As can be derived from the Table of Comparative Results, the procedures of the invention result in truly enormous economic benefits in the processing of tubular knitted fabrics. In most cases, it is possible to achieve a shrink-stable fabric at a finished width substantially exceeding standard requirements. Where this is possible, it enables the original fabric manufacturer--the knitter--to alter his knitting procedures to utilize less yarn in a given section of fabric without loss of quality. Quite apart from that, there are significant benefits to be realized in the finishing processes themselves, inasmuch as it is possible to finish the fabric in a single pass, and the finished fabric is either at the desired width or sufficiently close thereto that any final calendering operations require little effort, may be run easily and at high speed with a reliable, high quality of output.
Some of the benefits of the procedure are also realized at the extracting/wet processing phase at the Tri-Pad or similar equipment. Because the fabric can be greatly distended at the dryer entry spreader, it is not only possible but desirable to limit the spreading of the fabric at the Tri-Pad substantially to its natural, grey width. This greatly facilitates the operation of feeding the fabric onto the entry spreader for the Tri-Pad unit. In this respect, it is important for the operator at that stage to feed the fabric "on edge" to the Tri-Pad entry spreader. In the earlier processing of the fabric, there usually have been imparted to the fabric edge creases, which remain visible, even though the fabric at this stage may be in a highly disorganized, twisted, rope form. If the fabric is not fed into the Tri-Pad "on edge", an additional set of edge creases may be formed on the fabric, with attendant reduction in the ultimate fabric quality. With conventional procedures, where it is necessary to substantially distend the fabric at the Tri-Pad entry spreader, it is difficult for the entry operators to feed the fabric consistently on edge, because it is stretched so tightly over the entry spreader, and it is difficult to maintain uniform fabric quality. This problem is avoided altogether with the procedure of the present invention, since the fabric is not excessively distended at the Tri-Pad. The fabric which is subsequently fed into the dryer entry spreader, on the other hand, is either fed directly from the Tri-Pad or is neatly folded in flat form. In either case, the fabric has well defined edges, and it is quite easy for the fabric at that stage to be fed into the dryer entry spreader with "on edge" alignment.
In the equipment for processing the above described procedures, it is important to provide for control variability in the various interrelated elements which affect the movement of the fabric. An advantageous arrangement for this purpose is shown diagrammatically in FIG. 7.
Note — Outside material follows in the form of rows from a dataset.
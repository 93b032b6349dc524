//! Foreign-key relationship descriptors: which fact column references which
//! reference table, and how to derive the reference row's columns.

use crate::error::{CoreError, CoreResult};
use crate::names::ForeignKeyName;
use crate::reference::{ColumnKind, QualifiedTable, TargetColumn};
use crate::serde_helpers::default_true;
use kf_expr::ExpressionEvaluator;
use serde::{Deserialize, Serialize};

/// How auto-derived rows interact with rows already in the reference table
#[derive(Debug, Clone, Copy, PartialEq, Eq, Serialize, Deserialize, Default)]
#[serde(rename_all = "snake_case")]
pub enum BackfillMode {
    /// Insert keys that are absent; never touch existing rows (default).
    /// Array-merge columns still accumulate on existing rows.
    #[default]
    InsertMissing,
    /// Insert absent keys and fill columns that are currently null on existing rows
    FillNullOnly,
}

impl std::fmt::Display for BackfillMode {
    fn fmt(&self, f: &mut std::fmt::Formatter<'_>) -> std::fmt::Result {
        match self {
            BackfillMode::InsertMissing => write!(f, "insert_missing"),
            BackfillMode::FillNullOnly => write!(f, "fill_null_only"),
        }
    }
}

/// Strategy that reduces a group of fact rows sharing one key to a single value.
///
/// Each variant carries exactly the parameters it needs.
#[derive(Debug, Clone, PartialEq, Eq, Serialize, Deserialize, Default)]
#[serde(tag = "type", rename_all = "snake_case", deny_unknown_fields)]
pub enum AggregationConfig {
    /// First value in the group
    #[default]
    First,
    /// Value from the row with the greatest `order_column`; ties keep the first row
    MaxBy { order_column: String },
    /// Distinct non-blank values joined by `separator`
    ConcatDistinct {
        separator: String,
        #[serde(default)]
        sort: bool,
    },
    /// Number of distinct non-blank values
    CountDistinct,
    /// Fixed literal text, independent of the rows
    Template { text: String },
    /// Expression producing one scalar per group
    Lambda { code: String },
    /// Expression producing a sequence merged into an array column
    JsonbAppend { code: String },
}

impl AggregationConfig {
    /// Strategy name as written in configuration
    pub fn strategy_name(&self) -> &'static str {
        match self {
            AggregationConfig::First => "first",
            AggregationConfig::MaxBy { .. } => "max_by",
            AggregationConfig::ConcatDistinct { .. } => "concat_distinct",
            AggregationConfig::CountDistinct => "count_distinct",
            AggregationConfig::Template { .. } => "template",
            AggregationConfig::Lambda { .. } => "lambda",
            AggregationConfig::JsonbAppend { .. } => "jsonb_append",
        }
    }

    /// Whether the strategy reads the mapping's source column
    pub fn reads_source_column(&self) -> bool {
        matches!(
            self,
            AggregationConfig::First
                | AggregationConfig::MaxBy { .. }
                | AggregationConfig::ConcatDistinct { .. }
                | AggregationConfig::CountDistinct
        )
    }

    /// Whether the target column is an array that merges on conflict
    pub fn is_array_merge(&self) -> bool {
        matches!(self, AggregationConfig::JsonbAppend { .. })
    }

    /// The user expression, for code-based strategies
    pub fn code(&self) -> Option<&str> {
        match self {
            AggregationConfig::Lambda { code } | AggregationConfig::JsonbAppend { code } => {
                Some(code)
            }
            _ => None,
        }
    }
}

/// Maps one fact column onto one reference-table column
#[derive(Debug, Clone, PartialEq, Eq, Serialize, Deserialize)]
#[serde(deny_unknown_fields)]
pub struct BackfillColumnMapping {
    /// Fact column to read. Not needed by `template`, `lambda` and `jsonb_append`.
    #[serde(default)]
    pub source: Option<String>,

    /// Reference-table column to write
    pub target: String,

    /// Drop this mapping for a run when its fact columns are absent
    #[serde(default)]
    pub optional: bool,

    /// Aggregation strategy (defaults to `first`)
    #[serde(default)]
    pub aggregation: AggregationConfig,
}

impl BackfillColumnMapping {
    /// Target column with its storage kind
    pub fn target_column(&self) -> TargetColumn {
        TargetColumn {
            name: self.target.clone(),
            kind: if self.aggregation.is_array_merge() {
                ColumnKind::Array
            } else {
                ColumnKind::Scalar
            },
        }
    }

    /// Fact columns this mapping needs to be present
    pub fn required_fact_columns(&self) -> Vec<&str> {
        let mut cols = Vec::new();
        if self.aggregation.reads_source_column() {
            if let Some(source) = self.source.as_deref() {
                cols.push(source);
            }
        }
        if let AggregationConfig::MaxBy { order_column } = &self.aggregation {
            cols.push(order_column.as_str());
        }
        cols
    }
}

/// Declarative description of one foreign-key relationship. Read-only once loaded.
#[derive(Debug, Clone, PartialEq, Eq, Serialize, Deserialize)]
#[serde(deny_unknown_fields)]
pub struct ForeignKeyConfig {
    /// Config name, referenced by other configs' `depends_on`
    pub name: ForeignKeyName,

    /// Fact column holding the foreign-key value
    pub source_column: String,

    /// Reference table receiving backfilled rows
    pub target_table: String,

    /// Key column of the reference table (conflict target)
    pub target_key: String,

    /// Schema of the reference table; dialect default when omitted
    #[serde(default)]
    pub target_schema: Option<String>,

    /// Insert/update behavior
    #[serde(default)]
    pub mode: BackfillMode,

    /// Ignore blank key and column values
    #[serde(default = "default_true")]
    pub skip_blank_values: bool,

    /// Configs whose reference rows must exist before this one runs
    #[serde(default)]
    pub depends_on: Vec<ForeignKeyName>,

    /// Columns derived from fact rows
    #[serde(default)]
    pub backfill_columns: Vec<BackfillColumnMapping>,
}

impl ForeignKeyConfig {
    /// Schema-qualified reference table
    pub fn qualified_table(&self) -> QualifiedTable {
        QualifiedTable::new(self.target_schema.clone(), self.target_table.clone())
    }

    /// True when any mapping merges into an array column
    pub fn has_array_columns(&self) -> bool {
        self.backfill_columns
            .iter()
            .any(|m| m.aggregation.is_array_merge())
    }

    /// Every fact column this config may read, deduplicated, key column first
    pub fn fact_columns(&self) -> Vec<&str> {
        let mut cols = vec![self.source_column.as_str()];
        for mapping in &self.backfill_columns {
            if let Some(source) = mapping.source.as_deref() {
                if !cols.contains(&source) {
                    cols.push(source);
                }
            }
            if let AggregationConfig::MaxBy { order_column } = &mapping.aggregation {
                if !cols.contains(&order_column.as_str()) {
                    cols.push(order_column);
                }
            }
        }
        cols
    }

    /// Validate names and aggregation parameters.
    ///
    /// `reserved` lists column names the engine writes itself (provenance
    /// columns); mappings may not target them.
    pub fn validate(&self, evaluator: &ExpressionEvaluator, reserved: &[&str]) -> CoreResult<()> {
        let fk = self.name.as_str();
        for (field, value) in [
            ("source_column", &self.source_column),
            ("target_table", &self.target_table),
            ("target_key", &self.target_key),
        ] {
            if value.trim().is_empty() {
                return Err(CoreError::ConfigInvalid {
                    message: format!("Foreign key '{fk}' has an empty '{field}'"),
                });
            }
        }
        if self.target_schema.as_deref().is_some_and(|s| s.trim().is_empty()) {
            return Err(CoreError::ConfigInvalid {
                message: format!("Foreign key '{fk}' has an empty 'target_schema'"),
            });
        }

        let mut seen: Vec<&str> = Vec::new();
        for mapping in &self.backfill_columns {
            let column = mapping.target.as_str();
            let invalid = |message: String| CoreError::InvalidAggregation {
                fk: fk.to_string(),
                column: column.to_string(),
                message,
            };

            if column.trim().is_empty() {
                return Err(CoreError::ConfigInvalid {
                    message: format!(
                        "Foreign key '{fk}' has a backfill column with an empty target"
                    ),
                });
            }
            if column == self.target_key {
                return Err(invalid("target column is the reference key".to_string()));
            }
            if reserved.contains(&column) {
                return Err(invalid(
                    "target column is reserved for provenance tracking".to_string(),
                ));
            }
            if seen.contains(&column) {
                return Err(invalid("target column is mapped more than once".to_string()));
            }
            seen.push(column);

            if mapping.aggregation.reads_source_column()
                && mapping.source.as_deref().map_or(true, |s| s.trim().is_empty())
            {
                return Err(invalid(format!(
                    "'{}' requires a 'source' column",
                    mapping.aggregation.strategy_name()
                )));
            }

            match &mapping.aggregation {
                AggregationConfig::MaxBy { order_column } if order_column.trim().is_empty() => {
                    return Err(invalid("'max_by' requires a non-empty 'order_column'".to_string()));
                }
                AggregationConfig::Lambda { code } | AggregationConfig::JsonbAppend { code } => {
                    evaluator.check(code).map_err(|e| invalid(e.to_string()))?;
                }
                _ => {}
            }
        }
        Ok(())
    }
}

#[cfg(test)]
#[path = "foreign_key_test.rs"]
mod tests;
In the illustrated arrangement, line speed is determined by a master drive motor 110, which is either a variable speed motor or is associated with an appropriate variable speed mechanism and serves to drive the lower first stage dryer reel 16. The speeds of all other elements of the system are controlled directly or indirectly from this master drive.
In the illustrated arrangement, the entry roller 50 is driven from the master drive via variable speed mechanism 111, typically a variable speed pulley arrangement of known design. This establishes a generally fixed speed ratio from the entry roller to the lower dryer reel, typically such as to provide a minor degree of overfeed to the reel and thereby prevent any tensions from developing in the fabric at this stage.
Fabric is supplied to the entry roller 50 from the entry spreader 13, and this is desirably driven by its own, independent drive motor 112. The speed of the motor 112 is controlled by a variable speed controller system 113, which includes so-called tach follower control means driven by the entry roller 50. The arrangement is such that speed of the spreader drive motor 112 is a controllable percentage function of the speed of the entry roller 50. This control facility allows for fine relative adjustment of the spreader speed as may be necessary to assure freedom of fabric tension as the wet fabric is deposited onto the driven entry roller 50.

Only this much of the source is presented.